A record of all meetings should be kept on the foster carers' file and one copy given to the foster carers. See Appendix 3: Foster Carers Supervision Record Form.

The supervision records will inform the Foster Carer’s review - see Review and Termination of Approval of Foster Carers Procedure.


3. Frequency of Supervision

Supervisory visits will take place at least once every six weeks, unless otherwise agreed with the supervising social worker’s line manager.

Additional visits may be made for the purposes of support (to the foster carer or any member of the foster family) with telephone contact at least every four weeks. 


4. Unannounced Visits

There should also be unannounced visits at least once a year. The main purpose of the unannounced visit will be to look at the home environment that a child is living in.

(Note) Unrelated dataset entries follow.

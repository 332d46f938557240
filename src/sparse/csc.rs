use std::ops::AddAssign;

use anyhow::anyhow;
use nalgebra_sparse::CscMatrix;
use num_traits::{PrimInt, Unsigned, Zero};

use super::{MatrixNonZero, SparseMatrix, SparseVector};

impl SparseMatrix {
    /// Converts to a `nalgebra_sparse` CSC matrix with `rows()` rows.
    pub fn to_csc(&self) -> anyhow::Result<CscMatrix<f64>> {
        let mut col_offsets = Vec::with_capacity(self.cols() + 1);
        let mut row_indices = Vec::with_capacity(self.nnz());
        let mut values = Vec::with_capacity(self.nnz());
        col_offsets.push(0);
        for col in self.col_iter() {
            for (r, v) in col.iter() {
                row_indices.push(r);
                values.push(v);
            }
            col_offsets.push(row_indices.len());
        }
        CscMatrix::try_from_csc_data(self.rows(), self.cols(), col_offsets, row_indices, values)
            .map_err(|e| anyhow!("Failed to build CSC matrix: {}", e))
    }
}

impl From<&CscMatrix<f64>> for SparseMatrix {
    fn from(csc: &CscMatrix<f64>) -> Self {
        let rows = csc.nrows();
        let mut out = SparseMatrix::with_rows(rows);
        for col in csc.col_iter() {
            out.push_unchecked(SparseVector::from_sorted_parts(
                col.row_indices().to_vec(),
                col.values().to_vec(),
                Some(rows),
            ));
        }
        out
    }
}

impl MatrixNonZero for SparseMatrix {
    fn nonzero_col<T>(&self) -> anyhow::Result<Vec<T>>
    where
        T: PrimInt + Unsigned + Zero + AddAssign,
    {
        self.col_iter()
            .map(|col| T::from(col.nnz()).ok_or_else(|| anyhow!("Failed to convert to target type")))
            .collect()
    }

    fn nonzero_row<T>(&self) -> anyhow::Result<Vec<T>>
    where
        T: PrimInt + Unsigned + Zero + AddAssign,
    {
        let mut result = vec![T::zero(); self.rows()];
        for col in self.col_iter() {
            for (row, _) in col.iter() {
                result[row] += T::one();
            }
        }
        Ok(result)
    }
}

impl MatrixNonZero for CscMatrix<f64> {
    fn nonzero_col<T>(&self) -> anyhow::Result<Vec<T>>
    where
        T: PrimInt + Unsigned + Zero + AddAssign,
    {
        self.col_offsets()
            .windows(2)
            .map(|window| {
                let diff = window[1]
                    .checked_sub(window[0])
                    .ok_or_else(|| anyhow!("Subtraction overflow"))?;
                T::from(diff).ok_or_else(|| anyhow!("Failed to convert to target type"))
            })
            .collect()
    }

    fn nonzero_row<T>(&self) -> anyhow::Result<Vec<T>>
    where
        T: PrimInt + Unsigned + Zero + AddAssign,
    {
        let mut result = vec![T::zero(); self.nrows()];
        for &row_index in self.row_indices() {
            result[row_index] += T::one();
        }
        Ok(result)
    }
}

#[cfg(test)]
mod tests {
    use super::*;
    use nalgebra_sparse::CooMatrix;

    fn create_test_matrix() -> CscMatrix<f64> {
        // [1 0 2]
        // [0 0 0]
        // [3 4 0]
        // [0 5 6]
        let values = vec![1.0, 3.0, 4.0, 5.0, 2.0, 6.0];
        let row_indices = vec![0, 2, 2, 3, 0, 3];
        let col_ptrs = vec![0, 2, 4, 6];

        CscMatrix::try_from_csc_data(4, 3, col_ptrs, row_indices, values).unwrap()
    }

    #[test]
    fn test_round_trip_through_csc() {
        let csc = create_test_matrix();
        let sparse = SparseMatrix::from(&csc);
        assert_eq!((sparse.rows(), sparse.cols(), sparse.nnz()), (4, 3, 6));
        assert_eq!(sparse.at(2, 1).unwrap(), 4.0);
        let back = sparse.to_csc().unwrap();
        assert_eq!(back, csc);
    }

    #[test]
    fn test_nonzero_counts_agree() {
        let csc = create_test_matrix();
        let sparse = SparseMatrix::from(&csc);

        let col_csc: Vec<u32> = csc.nonzero_col().unwrap();
        let col_sparse: Vec<u32> = sparse.nonzero_col().unwrap();
        assert_eq!(col_csc, vec![2, 2, 2]);
        assert_eq!(col_csc, col_sparse);

        let row_csc: Vec<u64> = csc.nonzero_row().unwrap();
        let row_sparse: Vec<u64> = sparse.nonzero_row().unwrap();
        assert_eq!(row_csc, vec![2, 0, 2, 2]);
        assert_eq!(row_csc, row_sparse);
    }

    #[test]
    fn test_from_coo_with_duplicates() {
        let mut coo = CooMatrix::new(3, 2);
        coo.push(0, 0, 1.0);
        coo.push(0, 0, 2.0);
        coo.push(2, 1, 5.0);
        let csc = CscMatrix::from(&coo);
        let sparse = SparseMatrix::from(&csc);
        assert_eq!(sparse.at(0, 0).unwrap(), 3.0);
        assert_eq!(sparse.full().get_col(1).unwrap().as_slice(), &[0.0, 0.0, 5.0]);
    }

    #[test]
    fn test_empty_matrix() {
        let empty: CscMatrix<f64> = CscMatrix::zeros(0, 0);
        let sparse = SparseMatrix::from(&empty);
        assert_eq!(sparse.cols(), 0);
        assert!(sparse.nonzero_col::<u32>().unwrap().is_empty());
        assert_eq!(sparse.to_csc().unwrap().nnz(), 0);
    }
}
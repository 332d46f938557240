pub mod active_learning;
pub mod anomaly;
pub mod dataset;
pub mod dense;
pub mod error;
pub mod linreg;
pub mod logreg;
pub mod online;
pub mod similarity;
pub mod solver;
pub mod sparse;
pub mod svd;
pub mod svm;
pub mod utils;

pub use dense::{Matrix, Vector};
pub use error::LinalgError;
pub use sparse::{SparseMatrix, SparseVector};
pub use utils::Direction;
pub use utils::{Multiply, MultiplyT, Normalize, Persist};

The unannounced visits will be undertaken by the foster carers' supervising social worker who will need to check:

  1. Who is in the home;
  2. Who is looking after the child;
  3. If the carer is not at home, what arrangements have been made for the care of the child.

If the foster carers are not at home, the supervising social worker should leave a note for the foster carers to say that (s)he has visited.

If the foster carers are not at home but the child is present and being looked after by someone else, the social worker should check the identity of that person but should not continue with the visit.

Unannounced visits should be recorded.

There should not ordinarily be a regular programme of unannounced visits without particular reason - for example if a foster carer is being closely monitored. In such an event the reason for such will be explained to the foster carer.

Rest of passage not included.